In vista del processo sono stati convocati 300 testimoni, di cui 33 chiamati in causa dai pm Anna Rita Mantini e Giuseppe Bellilli, e 267 richiesti dai numerosi avvocati. La difesa in aula chiamerà a deporre un ampio numero di tecnici provenienti da tutta la penisola: Pietro Bruno Celico, ordinario di idrogeologia all’università di Napoli, il docente Pierluigi Nicotera, ordinario di Tossicologia in Germania e di Neuroscienze in Gran Bretagna e anche diversi dipendenti degli stabilimenti come Mario Mariani di Tocco da Casauria che ha lavorato presso lo stabilimento Ausimont dal1988 al 2001, Camillo D’Alfonso di Torre de’ Passeri che vi ha lavorato a sua volta dal 1989 al 2001. Tra questi sono chiamati in aula anche Lorenzo Livello dell’Aca, Elena Fattore e Roberto Fanelli dell’istituto ricerche farmacologiche Mario Negri di Milano,e anche gli ex direttori,i responsabili di laboratori e i tecnici.

Mentre l’accusa ha deciso di portare in aula il corpo della Guardia Forestale che ha messo in atto i sequestri e si è occupato dell’inchiesta, accanto ad Adriano Goio commissario per la bonifica della discarica, Antonio Di Molfetta consulente tecnico del Politecnico di Torino e Pietro Comba del reparto di epidemiologia ambientale dell’istituto superiore di sanità.
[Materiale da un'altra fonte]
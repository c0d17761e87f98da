use std::path::{Path, PathBuf};
use std::sync::Arc;
use std::time::{Duration, Instant};

use crate::application::filesystem::WorkspaceFilesystem;
use crate::application::palette::{Effect, Model, Msg, WarmStart};
use crate::application::sessions::SessionManager;
use crate::domain::{SessionInfo, SessionSpec, tool_needs_warmup};

pub const DEFAULT_MAX_DEPTH: usize = 3;
pub const DEFAULT_WARMUP_DELAY: Duration = Duration::from_millis(750);

/// Blocking unit of work that reports back with exactly one message.
pub type Task = Box<dyn FnOnce() -> Msg + Send + 'static>;

/// What the event loop should do with one effect.
pub enum Dispatch {
    Tasks(Vec<Task>),
    Quit,
    /// Leave the palette, then open this session on the real terminal.
    Open(SessionSpec),
    /// Leave the palette, then attach to this session on the real terminal.
    Attach(SessionInfo),
}

impl Dispatch {
    pub const fn kind(&self) -> &'static str {
        match self {
            Self::Tasks(_) => "tasks",
            Self::Quit => "quit",
            Self::Open(_) => "open",
            Self::Attach(_) => "attach",
        }
    }
}

#[derive(Clone)]
pub struct EffectRuntime {
    filesystem: Arc<dyn WorkspaceFilesystem>,
    sessions: Arc<dyn SessionManager>,
    max_depth: usize,
    warmup_delay: Duration,
}

impl EffectRuntime {
    pub fn new(
        filesystem: Arc<dyn WorkspaceFilesystem>,
        sessions: Arc<dyn SessionManager>,
    ) -> Self {
        Self {
            filesystem,
            sessions,
            max_depth: DEFAULT_MAX_DEPTH,
            warmup_delay: DEFAULT_WARMUP_DELAY,
        }
    }

    pub fn with_max_depth(mut self, max_depth: usize) -> Self {
        self.max_depth = max_depth;
        self
    }

    pub fn with_warmup_delay(mut self, warmup_delay: Duration) -> Self {
        self.warmup_delay = warmup_delay;
        self
    }

    pub fn sessions(&self) -> Arc<dyn SessionManager> {
        Arc::clone(&self.sessions)
    }

    pub fn plan(&self, effect: Effect, model: &Model) -> Dispatch {
        match effect {
            Effect::ScanDirs { roots } => {
                let filesystem = Arc::clone(&self.filesystem);
                let max_depth = self.max_depth;
                single(move || Msg::ScanCompleted {
                    result: filesystem
                        .scan_dirs(&roots, max_depth)
                        .map_err(|error| error.message()),
                })
            }
            Effect::CreateProject { path } => {
                let filesystem = Arc::clone(&self.filesystem);
                single(move || Msg::ProjectCreated {
                    result: filesystem
                        .create_project(&path)
                        .map_err(|error| error.message()),
                })
            }
            Effect::DeleteProject { path } => {
                let runtime = self.clone();
                let tools = model.tools.clone();
                single(move || Msg::ProjectDeleted {
                    result: runtime.delete_project(&path, &tools),
                })
            }
            Effect::LoadWorktrees { path } => {
                let filesystem = Arc::clone(&self.filesystem);
                single(move || Msg::WorktreesLoaded {
                    result: filesystem
                        .list_worktrees(&path)
                        .map_err(|error| error.message()),
                })
            }
            Effect::CreateWorktree {
                project_path,
                branch,
            } => {
                let filesystem = Arc::clone(&self.filesystem);
                single(move || Msg::WorktreeCreated {
                    result: filesystem
                        .create_worktree(&project_path, &branch)
                        .map_err(|error| error.message()),
                })
            }
            Effect::DeleteWorktree {
                project_path,
                worktree_path,
            } => {
                let runtime = self.clone();
                let tools = model.tools.clone();
                single(move || Msg::WorktreeDeleted {
                    result: runtime.delete_worktree(&project_path, &worktree_path, &tools),
                })
            }
            Effect::PrewarmAllTools { dir_path, tools } => {
                Dispatch::Tasks(self.prewarm_tasks(&dir_path, tools))
            }
            Effect::CheckToolReady { spec } => {
                Dispatch::Tasks(vec![self.readiness_task(spec, model)])
            }
            Effect::OpenSession { spec } => Dispatch::Open(spec),
            Effect::AttachSession { session } => {
                if !self.sessions.inside_multiplexer() {
                    return Dispatch::Attach(session);
                }
                let sessions = Arc::clone(&self.sessions);
                single(move || Msg::SessionAttached {
                    result: sessions
                        .attach_session(&session.name)
                        .map_err(|error| error.message()),
                })
            }
            Effect::ListSessions => {
                let sessions = Arc::clone(&self.sessions);
                single(move || Msg::SessionsListed {
                    result: sessions.list_sessions().map_err(|error| error.message()),
                })
            }
            Effect::Quit => Dispatch::Quit,
        }
    }

    fn prewarm_tasks(&self, dir_path: &Path, tools: Vec<String>) -> Vec<Task> {
        tools
            .into_iter()
            .filter(|tool| tool_needs_warmup(tool))
            .map(|tool| {
                let sessions = Arc::clone(&self.sessions);
                let spec = SessionSpec::new(dir_path.to_path_buf(), tool.clone()).detached(true);
                Box::new(move || match sessions.prewarm_session(&spec) {
                    Ok(true) => Msg::ToolPrewarmStarted {
                        dir_path: spec.dir_path,
                        tool,
                        started_at: Instant::now(),
                    },
                    Ok(false) => Msg::ToolPrewarmExisting {
                        dir_path: spec.dir_path,
                        tool,
                    },
                    Err(error) => Msg::ToolPrewarmFailed {
                        dir_path: spec.dir_path,
                        tool,
                        error: error.message(),
                    },
                }) as Task
            })
            .collect()
    }

    fn readiness_task(&self, spec: SessionSpec, model: &Model) -> Task {
        let SessionSpec { dir_path, tool, .. } = spec;
        let cached_error = model.tool_errors.get(&tool).cloned();
        let ready_at = match model.tool_warm_start.get(&tool) {
            Some(WarmStart::Existing) => None,
            Some(WarmStart::StartedAt(started_at)) => Some(*started_at + self.warmup_delay),
            None => Some(Instant::now() + self.warmup_delay),
        };

        Box::new(move || {
            if let Some(error) = cached_error {
                return Msg::ToolPrewarmFailed {
                    dir_path,
                    tool,
                    error,
                };
            }
            if let Some(ready_at) = ready_at {
                let remaining = ready_at.saturating_duration_since(Instant::now());
                if !remaining.is_zero() {
                    std::thread::sleep(remaining);
                }
            }
            Msg::ToolDelayElapsed { tool }
        })
    }

    fn kill_tool_sessions(&self, worktree_path: &Path, tools: &[String]) -> Result<(), String> {
        for tool in tools {
            let spec = SessionSpec::new(worktree_path.to_path_buf(), tool.clone());
            self.sessions
                .kill_session(&spec)
                .map_err(|error| error.message())?;
        }
        Ok(())
    }

    /// Kills every tool session of every worktree, then removes the project.
    /// Nothing is deleted when a kill fails.
    pub fn delete_project(&self, path: &Path, tools: &[String]) -> Result<(), String> {
        let worktrees: Vec<PathBuf> = self
            .filesystem
            .list_worktree_paths(path)
            .map_err(|error| error.message())?;
        for worktree in &worktrees {
            self.kill_tool_sessions(worktree, tools)?;
        }
        self.filesystem
            .delete_project(path)
            .map_err(|error| error.message())
    }

    pub fn delete_worktree(
        &self,
        project_path: &Path,
        worktree_path: &Path,
        tools: &[String],
    ) -> Result<(), String> {
        self.kill_tool_sessions(worktree_path, tools)?;
        self.filesystem
            .delete_worktree(project_path, worktree_path)
            .map_err(|error| error.message())
    }
}

fn single(task: impl FnOnce() -> Msg + Send + 'static) -> Dispatch {
    Dispatch::Tasks(vec![Box::new(task)])
}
Invece i coniugi Katiuscia Setta e Domenico Bucci compariranno al processo costituendosi parte civile, per spiegare le motivazioni che li hanno spinti ad abbandonare la casa di Bussi una volta venuti a conoscenza della discarica abusiva. E l’associazione per la salvaguardia dell’ambiente e dei beni culturali “ Italia Nostra “, che convoca in aula il presidente dell’EcoIstituto-Abruzzo Giovanni Damiani, insieme con la Regione ed il ministero dell’Ambiente ha inoltrato la richiesta di risarcimento dei danni provocati dall’adulterazione di sostanze di genere alimentare e dall’inquinamento delle acque.